Many people talk about graphene, its properties, its applications, and its global potential. However, graphene is just one of many hundreds of 2D materials out there (and there are even different types of graphene (but that’s for another day).
Many of which have just as much potential as graphene. In some cases, it is possible to combine graphene with the other 2D materials to obtain synergistic effects not seen with other materials.
Nevertheless, despite the potential of other 2D materials, they don’t get as much coverage as graphene.
Outside of graphene, one of the 2D materials that shows some of the most promise, both in terms of properties and commercial developments, is hexagonal boron nitride (h-BN).
I recently caught up with Jeff Draa from Grolltex, A U.S. manufacturer that produces both CVD graphene and h-BN, to discuss how h-BN developments are coming along and what the future potential of the 2D material world beyond graphene looks like.
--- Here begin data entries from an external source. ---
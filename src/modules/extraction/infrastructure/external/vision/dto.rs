/// Wire types for the vision chat-completions API
use serde::{Deserialize, Serialize};

#[derive(Serialize, Debug)]
pub struct ChatRequest {
    pub model: String,
    pub messages: Vec<ChatMessage>,
    pub max_tokens: u32,
    pub temperature: f32,
}

#[derive(Serialize, Debug)]
pub struct ChatMessage {
    pub role: String,
    pub content: Vec<ContentPart>,
}

#[derive(Serialize, Debug)]
#[serde(tag = "type", rename_all = "snake_case")]
pub enum ContentPart {
    Text { text: String },
    ImageUrl { image_url: ImageRef },
}

#[derive(Serialize, Debug)]
pub struct ImageRef {
    pub url: String,
}

impl ChatRequest {
    /// One user message carrying the prompt and every image reference
    pub fn vision(
        model: &str,
        prompt: &str,
        image_urls: &[String],
        max_tokens: u32,
    ) -> Self {
        let mut content = vec![ContentPart::Text {
            text: prompt.to_string(),
        }];
        content.extend(image_urls.iter().map(|url| ContentPart::ImageUrl {
            image_url: ImageRef { url: url.clone() },
        }));

        Self {
            model: model.to_string(),
            messages: vec![ChatMessage {
                role: "user".to_string(),
                content,
            }],
            max_tokens,
            temperature: 0.0,
        }
    }
}

#[derive(Deserialize, Debug)]
pub struct ChatResponse {
    pub choices: Vec<ChatChoice>,
}

#[derive(Deserialize, Debug)]
pub struct ChatChoice {
    pub message: ChatResponseMessage,
}

#[derive(Deserialize, Debug)]
pub struct ChatResponseMessage {
    pub content: Option<String>,
}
For those who are new to 2D materials, could you please describe the fundamental differences between graphene and hexagonal boron nitride (h-BN).
In the case of monolayers of each of these materials, some similarities are that both can be produced in the same piece of equipment using CVD (chemical vapor deposition) and that both have a near identical atomic structure.
So, they are very compatible when layered one on top of the other (and there can be many reasons to want to do this).
An important difference is that graphene is a highly conductive material and h-BN is an electrical insulator, so it is pretty much the opposite of graphene in this regard.
It’s a little bit like holding a wire in your hand; you wouldn’t want to do that unless the copper inside were shielded by the rubber cover on the outside. You need both.
This can be key when using these materials together, because often, advanced electronics designers need both types of materials to create nano-devices.
Given the different properties between graphene and h-BN, what applications is h-BN useful for that graphene is not?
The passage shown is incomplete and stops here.